» **DIRECTIONS**: Quote exactly the lines from the start of the entries to the one with "use crate::poller::DEFAULT_INTERVAL;", both ends included.

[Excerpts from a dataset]
------------------------
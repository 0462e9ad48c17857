// src/config.rs
//! Startup settings read from the environment (`.env` is loaded by `main`).

use std::fmt;
use std::time::Duration;

use crate::api::DEFAULT_ENDPOINT;
use crate::error::{BotError, Result};
use crate::notify::telegram::DEFAULT_API_BASE;
use crate::poller::DEFAULT_INTERVAL;

pub const ENV_PRACTICUM_TOKEN: &str = "PRACTICUM_TOKEN";
pub const ENV_TELEGRAM_TOKEN: &str = "TELEGRAM_TOKEN";
pub const ENV_TELEGRAM_CHAT_ID: &str = "TELEGRAM_CHAT_ID";

const DEFAULT_HTTP_TIMEOUT_SECS: u64 = 10;

/// Secrets and addresses; fixed for the lifetime of the process.
#[derive(Clone, PartialEq, Eq)]
pub struct Credentials {
    pub practicum_token: String,
    pub telegram_token: String,
    pub chat_id: String,
    pub endpoint: String,
}

impl fmt::Debug for Credentials {
    fn fmt(&self, f: &mut fmt::Formatter<'_>) -> fmt::Result {
        f.debug_struct("Credentials")
            .field("practicum_token", &"<redacted>")
            .field("telegram_token", &"<redacted>")
            .field("chat_id", &self.chat_id)
            .field("endpoint", &self.endpoint)
            .finish()
    }
}

#[derive(Debug, Clone, PartialEq, Eq)]
pub enum FromDate {
    At(i64),
    /// Resolved against the wall clock at startup.
    Now,
}

#[derive(Debug, Clone)]
pub struct Settings {
    pub credentials: Credentials,
    pub retry_period: Duration,
    pub http_timeout: Duration,
    pub from_date: FromDate,
    pub telegram_api_base: String,
}

impl Settings {
    pub fn from_env() -> Result<Self> {
        Self::from_lookup(|key| std::env::var(key).ok())
    }

    /// Build settings from any key lookup. Required keys are checked in a
    /// fixed order and the first missing one is reported.
    pub fn from_lookup<F>(lookup: F) -> Result<Self>
    where
        F: Fn(&str) -> Option<String>,
    {
        let required = |key: &'static str| {
            lookup(key)
                .map(|v| v.trim().to_string())
                .filter(|v| !v.is_empty())
                .ok_or(BotError::ConfigMissing(key))
        };

        let credentials = Credentials {
            practicum_token: required(ENV_PRACTICUM_TOKEN)?,
            telegram_token: required(ENV_TELEGRAM_TOKEN)?,
            chat_id: required(ENV_TELEGRAM_CHAT_ID)?,
            endpoint: lookup("PRACTICUM_ENDPOINT")
                .filter(|v| !v.trim().is_empty())
                .unwrap_or_else(|| DEFAULT_ENDPOINT.to_string()),
        };

        let secs = |key: &str, default: u64| {
            lookup(key)
                .and_then(|v| v.trim().parse::<u64>().ok())
                .unwrap_or(default)
        };

        Ok(Self {
            credentials,
            retry_period: Duration::from_secs(
                secs("RETRY_PERIOD_SECS", DEFAULT_INTERVAL.as_secs()).max(1),
            ),
            http_timeout: Duration::from_secs(
                secs("HTTP_TIMEOUT_SECS", DEFAULT_HTTP_TIMEOUT_SECS).max(1),
            ),
            from_date: lookup("FROM_DATE")
                .as_deref()
                .map(parse_from_date)
                .unwrap_or(FromDate::At(0)),
            telegram_api_base: lookup("TELEGRAM_API_BASE")
                .filter(|v| !v.trim().is_empty())
                .unwrap_or_else(|| DEFAULT_API_BASE.to_string()),
        })
    }

    /// Initial cursor; `now_unix` is only consulted for `FROM_DATE=now`.
    pub fn initial_from_date(&self, now_unix: i64) -> i64 {
        match self.from_date {
            FromDate::At(ts) => ts,
            FromDate::Now => now_unix,
        }
    }
}

fn parse_from_date(raw: &str) -> FromDate {
    let raw = raw.trim();
    if raw.eq_ignore_ascii_case("now") {
        return FromDate::Now;
    }
    raw.parse::<i64>().map(FromDate::At).unwrap_or(FromDate::At(0))
}

#[cfg(test)]
mod tests {
    use super::*;
    use std::collections::HashMap;

    fn lookup(pairs: &[(&str, &str)]) -> impl Fn(&str) -> Option<String> {
        let map: HashMap<String, String> = pairs
            .iter()
            .map(|(k, v)| (k.to_string(), v.to_string()))
            .collect();
        move |k| map.get(k).cloned()
    }

    const REQUIRED: [(&str, &str); 3] = [
        ("PRACTICUM_TOKEN", "p-token"),
        ("TELEGRAM_TOKEN", "t-token"),
        ("TELEGRAM_CHAT_ID", "42"),
    ];

    #[test]
    fn defaults_apply_when_only_required_set() {
        let s = Settings::from_lookup(lookup(&REQUIRED)).unwrap();
        assert_eq!(s.credentials.endpoint, DEFAULT_ENDPOINT);
        assert_eq!(s.credentials.chat_id, "42");
        assert_eq!(s.retry_period, Duration::from_secs(600));
        assert_eq!(s.http_timeout, Duration::from_secs(10));
        assert_eq!(s.from_date, FromDate::At(0));
        assert_eq!(s.telegram_api_base, DEFAULT_API_BASE);
    }

    #[test]
    fn each_required_key_is_reported_when_missing() {
        for (missing, _) in REQUIRED {
            let pairs: Vec<_> = REQUIRED
                .iter()
                .copied()
                .filter(|(k, _)| *k != missing)
                .collect();
            let err = Settings::from_lookup(lookup(&pairs)).unwrap_err();
            assert!(
                matches!(err, BotError::ConfigMissing(k) if k == missing),
                "{missing}: {err:?}"
            );
        }
    }

    #[test]
    fn blank_required_value_counts_as_missing() {
        let mut pairs = REQUIRED.to_vec();
        pairs[1] = ("TELEGRAM_TOKEN", "   ");
        let err = Settings::from_lookup(lookup(&pairs)).unwrap_err();
        assert!(matches!(err, BotError::ConfigMissing("TELEGRAM_TOKEN")));
    }

    #[test]
    fn optional_values_parse_or_fall_back() {
        let mut pairs = REQUIRED.to_vec();
        pairs.extend([
            ("RETRY_PERIOD_SECS", "0"),
            ("HTTP_TIMEOUT_SECS", "abc"),
            ("FROM_DATE", "1549962000"),
            ("PRACTICUM_ENDPOINT", "http://127.0.0.1:8080/hw"),
        ]);
        let s = Settings::from_lookup(lookup(&pairs)).unwrap();
        assert_eq!(s.retry_period, Duration::from_secs(1));
        assert_eq!(s.http_timeout, Duration::from_secs(10));
        assert_eq!(s.initial_from_date(9), 1_549_962_000);
        assert_eq!(s.credentials.endpoint, "http://127.0.0.1:8080/hw");
    }

    #[test]
    fn from_date_now_uses_clock() {
        let mut pairs = REQUIRED.to_vec();
        pairs.push(("FROM_DATE", "NOW"));
        let s = Settings::from_lookup(lookup(&pairs)).unwrap();
        assert_eq!(s.from_date, FromDate::Now);
        assert_eq!(s.initial_from_date(1234), 1234);
    }

    #[test]
    fn debug_hides_tokens() {
        let s = Settings::from_lookup(lookup(&REQUIRED)).unwrap();
        let dbg = format!("{s:?}");
        assert!(!dbg.contains("p-token") && !dbg.contains("t-token"), "{dbg}");
    }
}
------------------------
» **SOLUTION FOR THIS PROBLEM**:
repository 0462e9ad48c17857
// src/config.rs
//! Startup settings read from the environment (`.env` is loaded by `main`).

use std::fmt;
use std::time::Duration;

use crate::api::DEFAULT_ENDPOINT;
use crate::error::{BotError, Result};
use crate::notify::telegram::DEFAULT_API_BASE;
use crate::poller::DEFAULT_INTERVAL;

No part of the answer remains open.